O Tribunal de Contas do Estado do Espírito Santo (TCE-ES) determinou por unanimidade que a Secretaria de Estado da Saúde (Sesa) execute integralmente o plano de ação elaborado pela própria pasta para reduzir o tempo de espera por exames de colposcopia destinados à investigação de suspeitas de câncer de colo do útero. A fiscalização teve como foco a demora na realização de colposcopias e biópsias indicadas para esclarecimento de possíveis casos de neoplasia maligna. Pela legislação, pacientes com suspeita de câncer devem realizar esses exames em até 30 dias.
A decisão foi tomada durante sessão virtual realizada em 9 de abril, após análise do cenário de atraso na rede pública. No entanto, levantamento apresentado no processo apontou que, em setembro do ano passado, o tempo médio entre a consulta e a realização do exame chegou a 348 dias. Em março deste ano, o prazo havia sido reduzido para 131 dias, mas ainda permaneceu acima do limite legal.

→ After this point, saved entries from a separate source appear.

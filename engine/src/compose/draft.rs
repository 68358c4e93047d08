//! Draft stage — swappable text-generation backend plus the deterministic
//! template fallback.
//!
//! The backend is optional by design: when it is absent or errors, the
//! template path produces valid output from string interpolation alone. That
//! is a designed degrade mode, not an error path.

use async_trait::async_trait;
use serde::{Deserialize, Serialize};

use crate::compose::plan::MessagePlan;
use crate::compose::types::{Channel, GenerateOptions, VoiceProfile};
use crate::evidence::Evidence;
use crate::hooks::Hook;

/// Error type for drafting backends
#[derive(Debug, thiserror::Error)]
pub enum DraftError {
    #[error("drafting backend unavailable: {0}")]
    Unavailable(String),

    #[error("drafting backend error: {0}")]
    Backend(String),

    #[error("drafting backend returned empty output")]
    EmptyOutput,
}

/// One stateless drafting request: a system instruction plus grounding text.
#[derive(Debug, Clone, Serialize, Deserialize)]
pub struct DraftRequest {
    /// System instruction carrying outline, budget, and voice constraints
    pub system: String,
    /// Concatenated grounding evidence text
    pub grounding: String,
    /// Inclusive word budget (min, max)
    pub word_budget: (usize, usize),
    /// Target language
    pub language: String,
}

/// Contract of a text-generation backend.
///
/// Implementations are stateless per call; absence of a backend must never
/// break the pipeline.
#[async_trait]
pub trait DraftBackend: Send + Sync {
    /// Model identity recorded in generation metadata.
    fn model(&self) -> &str;

    /// Produce drafted body text for the request.
    async fn draft(&self, request: &DraftRequest) -> Result<String, DraftError>;
}

/// Build the system instruction for a backend draft.
pub fn system_instruction(
    hook: &Hook,
    plan: &MessagePlan,
    channel: Channel,
    voice: &VoiceProfile,
    opts: &GenerateOptions,
    word_budget: (usize, usize),
) -> String {
    let greeting = opts
        .recipient_name
        .as_deref()
        .map(|n| format!("Address the recipient as {n}."))
        .unwrap_or_else(|| "Do not invent a recipient name.".to_string());

    format!(
        r#"You write one short outbound {channel} message in {language}.

Structure, in order: acknowledge the recent win, say why reaching out now, state one value proposition, close with exactly this call-to-action: "{cta}"

Hook: {headline}
Value propositions to pick ONE from:
{props}

Rules:
- {min} to {max} words.
- Name the evidence source and its date.
- Only state facts present in the grounding text. Never invent numbers, names, or outcomes.
- Tone: {tone:?}, formality: {formality:?}, style: {style:?}.
- {greeting}
- No sign-off placeholder, no bullet points."#,
        channel = channel,
        language = opts.language,
        cta = plan.call_to_action,
        headline = hook.headline,
        props = plan
            .value_props
            .iter()
            .map(|p| format!("- {p}"))
            .collect::<Vec<_>>()
            .join("\n"),
        min = word_budget.0,
        max = word_budget.1,
        tone = voice.tone,
        formality = voice.formality,
        style = voice.style,
        greeting = greeting,
    )
}

/// Deterministic template fallback.
///
/// Interpolates the hook headline, quote or snippet, source, date, and the
/// first planned value proposition into a fixed skeleton per channel class.
pub struct TemplateDrafter;

impl TemplateDrafter {
    /// Model identity recorded when the template path produced the draft.
    pub const MODEL_ID: &'static str = "template";

    /// Render the long-form body (email, linkedin).
    pub fn render_long(
        hook: &Hook,
        evidence: &Evidence,
        plan: &MessagePlan,
        opts: &GenerateOptions,
    ) -> String {
        let greeting = match opts.recipient_name.as_deref() {
            Some(name) => format!("Hi {name},"),
            None => "Hi,".to_string(),
        };
        let date = evidence.published_at.format("%b %d, %Y");
        let quoted = hook
            .quote
            .as_deref()
            .map(|q| format!(" \"{q}\" stood out."))
            .unwrap_or_default();
        let value = plan
            .value_props
            .first()
            .map(String::as_str)
            .unwrap_or("build on this momentum");

        format!(
            "{greeting}\n\nI came across {source}'s piece from {date}: {headline}.{quoted} \
Moments like this are exactly when outreach lands best, while the story is still fresh. \
We help teams like yours {value}. {cta}",
            greeting = greeting,
            source = evidence.source,
            date = date,
            headline = hook.headline,
            quoted = quoted,
            value = value,
            cta = plan.call_to_action,
        )
    }

    /// Render a short-form body (sms, whatsapp). WhatsApp is emoji-tolerant.
    pub fn render_short(
        hook: &Hook,
        evidence: &Evidence,
        plan: &MessagePlan,
        channel: Channel,
        opts: &GenerateOptions,
    ) -> String {
        let name = opts
            .recipient_name
            .as_deref()
            .map(|n| format!("{n} - "))
            .unwrap_or_default();
        let date = evidence.published_at.format("%b %d");
        let opener = if channel == Channel::Whatsapp {
            "👋 "
        } else {
            ""
        };

        format!(
            "{opener}{name}saw the {source} news from {date} ({headline}). \
Nice moment to build on it. {cta}",
            opener = opener,
            name = name,
            source = evidence.source,
            date = date,
            headline = hook.headline,
            cta = plan.call_to_action,
        )
    }
}

/// Count whitespace-separated words.
pub fn word_count(text: &str) -> usize {
    text.split_whitespace().count()
}

/// Mechanically trim a draft down to `max_words` by dropping trailing
/// sentences; falls back to a hard word cut when a single sentence overruns.
pub fn trim_to_budget(text: &str, max_words: usize) -> String {
    if word_count(text) <= max_words {
        return text.to_string();
    }

    let mut kept = String::new();
    for sentence in text.split_inclusive(['.', '!', '?']) {
        let candidate_len = word_count(&kept) + word_count(sentence);
        if !kept.is_empty() && candidate_len > max_words {
            break;
        }
        kept.push_str(sentence);
    }

    if word_count(&kept) > max_words {
        kept = kept
            .split_whitespace()
            .take(max_words)
            .collect::<Vec<_>>()
            .join(" ");
    }
    kept.trim().to_string()
}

Relator do processo, o conselheiro Davi Diniz destacou que, apesar da redução gradual, o intervalo continua elevado para casos potencialmente graves. “Apesar de o tempo médio de espera estar sendo reduzido gradativamente, existe ainda um atraso considerável para a realização de exames quando a principal hipótese diagnóstica for de neoplasia maligna (prazo máximo de 30 dias), atraso este que pode levar a consequências gravíssimas aos pacientes”, afirmou em seu voto.
Como a oferta de colposcopias é classificada como procedimento de média complexidade, a responsabilidade pelo atendimento é compartilhada entre Estado e municípios. A análise técnica do TCE-ES apontou que, embora a Sesa tenha adotado medidas para enfrentar o problema, a fila ainda supera o prazo previsto em lei.
No plano apresentado ao tribunal, a Secretaria estruturou cinco frentes principais de atuação: redução do tempo de espera na fila estadual; articulação com regulações regionais e municipais para qualificação das solicitações; levantamento da execução do procedimento nos 78 municípios capixabas; priorização de casos já cadastrados que ultrapassem o prazo legal; e pactuação formal do tema na Comissão Intergestores Bipartite (CIB) e no Colegiado Pleno do Conselho de Secretarias Municipais de Saúde (COSEMS).
A Sesa informou que o plano estabelece responsabilidades institucionais, cronogramas e mecanismos de monitoramento para execução das medidas. “O Plano estabelece ações concretas, responsáveis institucionais, prazos definidos e mecanismos de monitoramento, evidenciando a adoção de governança interfederativa e integração entre atenção, programação e regulação”, declarou a pasta.
Segundo avaliação da área técnica do tribunal, entre as medidas previstas estão o mapeamento dos municípios com maior demanda, agendamento prioritário de casos críticos, emissão mensal de relatórios específicos da fila, comunicação formal sobre inserções inadequadas no sistema estadual e pactuação com todos os municípios sobre a execução do exame.
A expectativa apresentada pela Secretaria de Estado da Saúde é concluir todas as ações previstas até o fim de setembro deste ano.